From Tables 5, 6, 11, and 12, when the branch line fault occurs, because of the big difference of distribution parameters between the cable line and overhead line, the relative energy entropy of each branch line can be obtained, according to the fault line selection steps 1, 2, and 3, and the accuracy of the method based on wavelet relative energy entropy and EMD relative energy entropy is not guaranteed. Moreover, wavelet transform needs to select the appropriate mother wavelet function, while the selection process is difficult and the modal aliasing may be caused by EMD decomposition process, while SK algorithm can decompose the TZSC in time-frequency domain adaptively, which contributes to the accuracy of the selection results. Therefore, the accuracy of selection method based on SK relative energy entropy is higher than the methods based on the wavelet relative energy entropy and EMD relative energy entropy.
10. Conclusions
This paper proposes a stepped fault line selection method based on SK relative energy entropy, and the conclusions are as follows.

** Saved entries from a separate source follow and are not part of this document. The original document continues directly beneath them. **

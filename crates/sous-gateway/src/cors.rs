//! CORS layer built from the configured origin list.

use crate::middleware::PROCESS_TIME_HEADER;
use axum::http::HeaderValue;
use tower_http::cors::{AllowHeaders, AllowMethods, AllowOrigin, CorsLayer};
use tracing::warn;

/// Create the CORS layer.
///
/// Credentials are allowed, so wildcards are expressed by mirroring the
/// request: `*` in `allowed_origins` mirrors the origin, and methods and
/// headers are always mirrored.
pub fn cors_layer(allowed_origins: &[String]) -> CorsLayer {
    let origin = if allowed_origins.iter().any(|o| o == "*") {
        AllowOrigin::mirror_request()
    } else {
        let origins: Vec<HeaderValue> = allowed_origins
            .iter()
            .filter_map(|o| match o.parse() {
                Ok(value) => Some(value),
                Err(_) => {
                    warn!(origin = %o, "Ignoring invalid CORS origin");
                    None
                }
            })
            .collect();
        AllowOrigin::list(origins)
    };

    CorsLayer::new()
        .allow_origin(origin)
        .allow_methods(AllowMethods::mirror_request())
        .allow_headers(AllowHeaders::mirror_request())
        .allow_credentials(true)
        .expose_headers([PROCESS_TIME_HEADER])
}
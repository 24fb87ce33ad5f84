use axum::{
    extract::rejection::JsonRejection,
    http::StatusCode,
    response::{IntoResponse, Response},
    Json,
};
use serde_json::json;
use sous_core::{FieldError, ValidationErrors};

/// Detail returned for any failure the client cannot act on.
pub const INTERNAL_ERROR_DETAIL: &str = "Internal server error occurred";

/// Errors surfaced to HTTP clients.
///
/// Every variant renders as `{"detail": ...}`. Internal variants carry a fixed
/// category message; the cause is logged where it happened and never sent.
#[derive(Debug)]
pub enum ApiError {
    /// Missing or wrong `X-API-Key`.
    Unauthorized,
    /// The body parsed but failed field validation.
    Validation(ValidationErrors),
    /// The body could not be read as the expected JSON shape.
    MalformedBody(String),
    /// The body exceeded the request body limit.
    PayloadTooLarge,
    /// Handler or pipeline failure with a client-safe detail message.
    Internal(&'static str),
    /// No route matched the path.
    NotFound,
    /// The route exists but not for this method.
    MethodNotAllowed,
}

impl ApiError {
    /// HTTP status for this error.
    pub fn status(&self) -> StatusCode {
        match self {
            ApiError::Unauthorized => StatusCode::UNAUTHORIZED,
            ApiError::Validation(_) | ApiError::MalformedBody(_) => {
                StatusCode::UNPROCESSABLE_ENTITY
            }
            ApiError::PayloadTooLarge => StatusCode::PAYLOAD_TOO_LARGE,
            ApiError::Internal(_) => StatusCode::INTERNAL_SERVER_ERROR,
            ApiError::NotFound => StatusCode::NOT_FOUND,
            ApiError::MethodNotAllowed => StatusCode::METHOD_NOT_ALLOWED,
        }
    }
}

impl IntoResponse for ApiError {
    fn into_response(self) -> Response {
        let status = self.status();
        let detail = match self {
            ApiError::Unauthorized => json!("Invalid API Key"),
            ApiError::Validation(errors) => json!(errors),
            ApiError::MalformedBody(msg) => json!([FieldError::body(&[], "json_invalid", msg)]),
            ApiError::PayloadTooLarge => json!("Request body too large"),
            ApiError::Internal(detail) => json!(detail),
            ApiError::NotFound => json!("Not Found"),
            ApiError::MethodNotAllowed => json!("Method Not Allowed"),
        };
        (status, Json(json!({ "detail": detail }))).into_response()
    }
}

impl From<JsonRejection> for ApiError {
    fn from(rejection: JsonRejection) -> Self {
        // Buffering failures past the body limit surface as a 413 rejection.
        if rejection.status() == StatusCode::PAYLOAD_TOO_LARGE {
            return ApiError::PayloadTooLarge;
        }
        ApiError::MalformedBody(rejection.body_text())
    }
}

impl From<ValidationErrors> for ApiError {
    fn from(errors: ValidationErrors) -> Self {
        ApiError::Validation(errors)
    }
}
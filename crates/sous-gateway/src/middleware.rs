use crate::error::{ApiError, INTERNAL_ERROR_DETAIL};
use axum::{
    extract::{Request, State},
    http::{HeaderName, HeaderValue},
    middleware::Next,
    response::{IntoResponse, Response},
};
use std::any::Any;
use std::sync::Arc;
use std::time::Instant;
use tracing::{error, info, info_span, warn, Instrument};
use uuid::Uuid;

/// Header carrying the client's API key.
pub const API_KEY_HEADER: &str = "x-api-key";

/// Response header holding the request duration in seconds.
pub const PROCESS_TIME_HEADER: HeaderName = HeaderName::from_static("x-process-time");

/// Auth configuration for the protected routes.
#[derive(Clone)]
pub struct AuthConfig {
    api_key: String,
}

impl AuthConfig {
    pub fn new(api_key: impl Into<String>) -> Self {
        Self {
            api_key: api_key.into(),
        }
    }

    /// Exact comparison against the configured key.
    pub fn matches(&self, presented: &str) -> bool {
        presented == self.api_key
    }
}

/// Auth middleware: validates the `X-API-Key` header.
///
/// Runs before body extraction, so an unauthenticated request never reaches
/// validation or handler code.
pub async fn api_key_middleware(
    State(auth): State<Arc<AuthConfig>>,
    request: Request,
    next: Next,
) -> Response {
    let verdict = match request
        .headers()
        .get(API_KEY_HEADER)
        .and_then(|v| v.to_str().ok())
    {
        Some(key) if auth.matches(key) => Ok(()),
        Some(_) => Err("invalid API key"),
        None => Err("missing API key"),
    };

    match verdict {
        Ok(()) => next.run(request).await,
        Err(reason) => {
            warn!(path = %request.uri().path(), "Rejected request: {reason}");
            ApiError::Unauthorized.into_response()
        }
    }
}

/// Timing middleware: stamps every response with `X-Process-Time` and logs it.
///
/// Sits outside the panic recovery layer, so the downstream service always
/// yields a response and the header is set on success and failure alike.
pub async fn timing_middleware(request: Request, next: Next) -> Response {
    let started = Instant::now();
    let method = request.method().clone();
    let path = request.uri().path().to_owned();
    let span = info_span!(
        "http_request",
        request_id = %Uuid::new_v4(),
        method = %method,
        path = %path,
    );

    async move {
        let mut response = next.run(request).await;
        let elapsed = started.elapsed().as_secs_f64();
        if let Ok(value) = HeaderValue::from_str(&elapsed.to_string()) {
            response.headers_mut().insert(PROCESS_TIME_HEADER, value);
        }

        let status = response.status();
        if status.is_server_error() {
            error!(
                status = status.as_u16(),
                "Request: {method} {path} - Status: {} - Processing time: {elapsed:.4}s",
                status.as_u16()
            );
        } else {
            info!(
                status = status.as_u16(),
                "Request: {method} {path} - Status: {} - Processing time: {elapsed:.4}s",
                status.as_u16()
            );
        }
        response
    }
    .instrument(span)
    .await
}

/// Converts a panic escaping a handler into the generic 500 response.
pub fn panic_response(panic: Box<dyn Any + Send + 'static>) -> Response {
    let message = panic
        .downcast_ref::<String>()
        .map(String::as_str)
        .or_else(|| panic.downcast_ref::<&str>().copied())
        .unwrap_or("non-string panic payload");
    error!(panic = message, "Unhandled failure while serving request");
    ApiError::Internal(INTERNAL_ERROR_DETAIL).into_response()
}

SK belongs to higher order statistics with good ability to restrain the noise and can characterize the TZSC in frequency domain as well. The relative homogeneity of SK energy distribution is described quantitatively by the SK relative energy entropy. In addition, utilizing the max SK relative energy entropy as the criterion to select the fault line, the transient universal characteristic quantity is selected in fact. However, the SK is limited by the compromise problem of time-frequency domain, and the type of window function and the length of window should be determined at the beginning.
The ratios of the first half-wave extremes between neighboring lines and SK relative energy entropy are regarded as fault features to select the fault line. When the bus bar occur fault, the ratios of the first half-wave extreme between neighboring lines are positive. If the entropy multiple is greater than or equal to the threshold, judge the overhead line fault, if not, judge the hybrid line or the cable line fault.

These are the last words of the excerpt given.